Symmetric Algorithms
Symmetric algorithms do some things really well and other things not so well, just like their asymmetric cousin. Modern symmetric algorithms are great at all of the following:
  • Preserving confidentiality
  • Speed
  • Simplicity (relatively speaking, of course)
  • Authenticity
So what do symmetric algorithms poorly? 
  • Key management
  • Non-repudiation
Common Symmetric Algorithms
  • Data Encryption Standard (DES)   Originally adopted by the U.S. government in 1977, the DES algorithm is still in use today. DES is a 56-bit key algorithm, but the key is too short to be used today for any serious security applications.
  • Triple DES (3DES)   This algorithm is an extension of the DES algorithm and is, in essence, three times more powerful than the DES algorithm. If you can do the math, you will note that the algorithm uses a 168-bit key.
  • Blowfish   Blowfish is an algorithm that was designed to be strong, fast, and simple. The algorithm uses a 448-bit key and is designed and optimized for use in today’s 32- and 64-bit processors (which its predecessor DES was not). The algorithm was designed by encryption expert Bruce Schneier.
  • Rijndael or Advanced Encryption Standard (AES)   The successor to DES and chosen by the National Institute of Standards and Technology (NIST) to be the new U.S. encryption standard. The algorithm is very compact and fast, and can use keys that are 128, 192, or 256 bits long
Asymmetric/Public-Key Cryptography
These systems change the paradigm introduced by symmetric systems by using two keys (or a key pair) instead of the one key used in a symmetric system. The keys in these types of systems are typically referred to as private and public keys.
So what are the common asymmetric algorithms?
  1. RSA   One of the more common and best known algorithms. It’s one of the few algorithms designed to do both key generation and encryption. Most asymmetric algorithms only perform key generation. The few that do both either are in marginal use or are in disuse altogether.
  2. Diffie-Hellman   An algorithm that performs a form of key management and does not actually perform encryption itself. It allows two parties that have no prior relationship to exchange keys that may be used to encrypt data safely and securely.
  3. Elliptical Curve Cryptography (ECC)   This algorithm functions by computing intersections of curved lines and intersecting lines on a graph. It has the advantage of using little in the way of processing power and other resources on a system. It has seen widespread use in data storage systems and mobile devices.

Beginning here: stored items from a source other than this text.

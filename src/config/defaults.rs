//! Default configuration tree.

use serde_json::{json, Value};

/// Well-known configuration paths.
pub mod keys {
    /// Global execution-mode flag.
    pub const EXECUTION_ENABLED: &str = "execution.enabled";
    /// Per-execution timeout in milliseconds (0 disables the timeout).
    pub const EXECUTION_TIMEOUT_MS: &str = "execution.timeout_ms";
    /// Maximum number of executions running at the same time.
    pub const EXECUTION_MAX_CONCURRENT: &str = "execution.max_concurrent";
    /// Artificial delay applied by the local backend to each step.
    pub const EXECUTION_STEP_DELAY_MS: &str = "execution.step_delay_ms";
    /// Minimum confidence for content to count as BMAD.
    pub const DETECTION_MIN_CONFIDENCE: &str = "detection.min_confidence";
    /// Minimum number of matched markers for content to count as BMAD.
    pub const DETECTION_MIN_MARKERS: &str = "detection.min_markers";
    /// Additional marker rules declared by the user.
    pub const DETECTION_EXTRA_MARKERS: &str = "detection.extra_markers";
    /// Structural rules applied to execution responses.
    pub const RESPONSE_VALIDATION: &str = "responses.validation";
    /// Templates used by the prompt modifier.
    pub const RESPONSE_TEMPLATES: &str = "responses.templates";
    /// Counter subtree.
    pub const STATS: &str = "stats";
    /// Timestamp of the last recorded pipeline activity.
    pub const STATS_LAST_UPDATED: &str = "stats.last_updated";
}

/// Build the default configuration tree.
pub fn default_tree() -> Value {
    json!({
        "execution": {
            "enabled": false,
            "timeout_ms": 0,
            "max_concurrent": 4,
            "step_delay_ms": 0
        },
        "detection": {
            "min_confidence": 0.3,
            "min_markers": 2,
            "extra_markers": []
        },
        "responses": {
            "validation": {
                "required_fields": ["summary", "status"],
                "allowed_values": {
                    "status": ["completed", "failed", "partial"]
                },
                "field_types": {
                    "summary": "string"
                }
            },
            "templates": {
                "preamble": "You are executing the BMAD project \"{{project_name}}\" ({{work_item_count}} declared work items, detection confidence {{confidence}}).",
                "guardrails": [
                    "Work through the declared items in order: {{work_items}}.",
                    "Do not change anything outside the scope of the current work item.",
                    "Stop and report instead of guessing when a requirement is ambiguous."
                ],
                "epilogue": "Finish with a JSON object containing `summary` and `status` (completed, failed or partial)."
            }
        },
        "stats": {
            "detections": 0,
            "executions": 0,
            "passthroughs": 0
        }
    })
}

  4. Digital Signature Algorithm (DSA)   This algorithm is similar to the one used by the Elgamal signature algorithm.
  5. Elgamal   This is an asymmetric key encryption algorithm for public-key cryptography.
Hashing and Message Digest
Hashing should not be confused with the previous forms of encryption we discussed. It definitely shares similarities, but also has many differences. Remember that encryption is designed to scramble data so that it is not readable by anyone who does not have the proper key to reverse the process. Hashing produces a digest of the plaintext information while leaving the plaintext intact and readable. This is a big difference that you will need to remember to properly understand hashing.

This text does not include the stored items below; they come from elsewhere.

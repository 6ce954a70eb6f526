//! BMAD content detection.
//!
//! Detection runs an ordered list of independent [`MarkerRule`]s over the
//! content. Each matching rule contributes its weight to the confidence
//! score, which is normalised by the total weight of all rules:
//!
//! ```text
//! confidence = sum(weight of matched rules) / sum(weight of all rules)
//! ```
//!
//! Content counts as BMAD when both the confidence and the number of matched
//! markers reach the configured thresholds.

mod metadata;
mod rules;

use std::collections::BTreeSet;

use serde::{Deserialize, Serialize};

pub use metadata::{extract_project_metadata, ProjectMetadata, WorkItem, WorkItemKind};
pub use rules::{default_rules, MarkerMatcher, MarkerRule, MarkerSpec};

use metadata::BMAD_FORMAT;

use crate::config::{keys, ConfigStore};
use crate::error::{PipelineError, PipelineResult};

/// Default minimum confidence.
pub const DEFAULT_MIN_CONFIDENCE: f64 = 0.3;

/// Default minimum number of matched markers.
pub const DEFAULT_MIN_MARKERS: usize = 2;

/// Outcome of classifying a piece of content.
#[derive(Debug, Clone, PartialEq, Serialize, Deserialize)]
#[serde(rename_all = "camelCase")]
pub struct DetectionResult {
    /// Whether the content is a BMAD project
    #[serde(rename = "isBMAD")]
    pub is_bmad: bool,

    /// Normalised score in `[0, 1]`
    pub confidence: f64,

    /// Names of the markers that matched
    pub matched_markers: BTreeSet<String>,

    /// Extracted metadata, present when the content is BMAD
    #[serde(default, skip_serializing_if = "Option::is_none")]
    pub metadata: Option<ProjectMetadata>,
}

impl DetectionResult {
    /// Result for content with no markers at all.
    pub fn negative() -> Self {
        Self { is_bmad: false, confidence: 0.0, matched_markers: BTreeSet::new(), metadata: None }
    }
}

/// Classifies content and extracts project metadata.
#[derive(Debug, Clone)]
pub struct Detector {
    rules: Vec<MarkerRule>,
    min_confidence: f64,
    min_markers: usize,
}

impl Detector {
    /// Create a detector with the built-in rules and default thresholds.
    pub fn new() -> Self {
        Self {
            rules: default_rules(),
            min_confidence: DEFAULT_MIN_CONFIDENCE,
            min_markers: DEFAULT_MIN_MARKERS,
        }
    }

    /// Create a detector with a custom rule list.
    pub fn with_rules(rules: Vec<MarkerRule>) -> Self {
        Self { rules, ..Self::new() }
    }

    /// Build a detector from the `detection` configuration subtree.
    ///
    /// Extra markers are appended after the built-in ones.
    pub fn from_config(config: &ConfigStore) -> PipelineResult<Self> {
        let mut detector = Self::new();

        if let Some(value) = config.get(keys::DETECTION_MIN_CONFIDENCE) {
            let min = value.as_f64().ok_or_else(|| {
                PipelineError::config(format!("{} must be a number", keys::DETECTION_MIN_CONFIDENCE))
            })?;
            detector = detector.min_confidence(min);
        }

        if let Some(value) = config.get(keys::DETECTION_MIN_MARKERS) {
            let min = value.as_u64().ok_or_else(|| {
                PipelineError::config(format!(
                    "{} must be a non-negative integer",
                    keys::DETECTION_MIN_MARKERS
                ))
            })?;
            detector = detector.min_markers(min as usize);
        }

        if let Some(value) = config.get(keys::DETECTION_EXTRA_MARKERS) {
            let specs: Vec<MarkerSpec> = serde_json::from_value(value).map_err(|e| {
                PipelineError::config(format!("{}: {}", keys::DETECTION_EXTRA_MARKERS, e))
            })?;
            for spec in &specs {
                detector.rules.push(spec.compile()?);
            }
        }

        Ok(detector)
    }

    /// Set the minimum confidence, clamped to `[0, 1]`.
    pub fn min_confidence(mut self, min: f64) -> Self {
        self.min_confidence = if min.is_nan() { DEFAULT_MIN_CONFIDENCE } else { min.clamp(0.0, 1.0) };
        self
    }

    /// Set the minimum number of matched markers.
    pub fn min_markers(mut self, min: usize) -> Self {
        self.min_markers = min;
        self
    }

    /// Append a rule.
    pub fn add_rule(&mut self, rule: MarkerRule) {
        self.rules.push(rule);
    }

    /// Rules in evaluation order.
    pub fn rules(&self) -> &[MarkerRule] {
        &self.rules
    }

    /// Classify content. Deterministic and side-effect free.
    pub fn detect_bmad(&self, content: &str) -> DetectionResult {
        let total: f64 = self.rules.iter().map(|r| r.weight).sum();
        if content.trim().is_empty() || total <= 0.0 {
            return DetectionResult::negative();
        }

        let mut matched = BTreeSet::new();
        let mut score = 0.0;
        for rule in &self.rules {
            if rule.matches(content) && matched.insert(rule.name.clone()) {
                score += rule.weight;
            }
        }

        if matched.is_empty() {
            return DetectionResult::negative();
        }

        let confidence = ((score / total).clamp(0.0, 1.0) * 10_000.0).round() / 10_000.0;
        let is_bmad = confidence >= self.min_confidence && matched.len() >= self.min_markers;
        let metadata = is_bmad.then(|| {
            let mut metadata = extract_project_metadata(content);
            metadata.format = BMAD_FORMAT.to_string();
            metadata
        });

        DetectionResult { is_bmad, confidence, matched_markers: matched, metadata }
    }

    /// Extract project metadata. Never fails.
    pub fn extract_project_metadata(&self, content: &str) -> ProjectMetadata {
        let mut metadata = extract_project_metadata(content);
        // Configured extra markers count as BMAD too.
        if self.rules.iter().any(|rule| rule.matches(content)) {
            metadata.format = BMAD_FORMAT.to_string();
        }
        metadata
    }
}

impl Default for Detector {
    fn default() -> Self {
        Self::new()
    }
}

There are a great number of places that the technique is used. Here are few of the places hashing and message digests are used:
1.Digital signatures   These are an essential part of the creation of digital signatures, as you will see in a later chapter.
2. Digital certificates   Digital certificates are dependent on the existence of hashing as a core feature. We will explore this subject later in the book.
3. Verifying downloaded software   Hashing allows you to download a piece of software (such as an ISO file for Linux), device driver, or software update and have confidence that it is in the same state that the author intended it to be in.  


Difference between Encryption and Hashing 

Encryption is a confidentiality function, and hashing is an integrity function.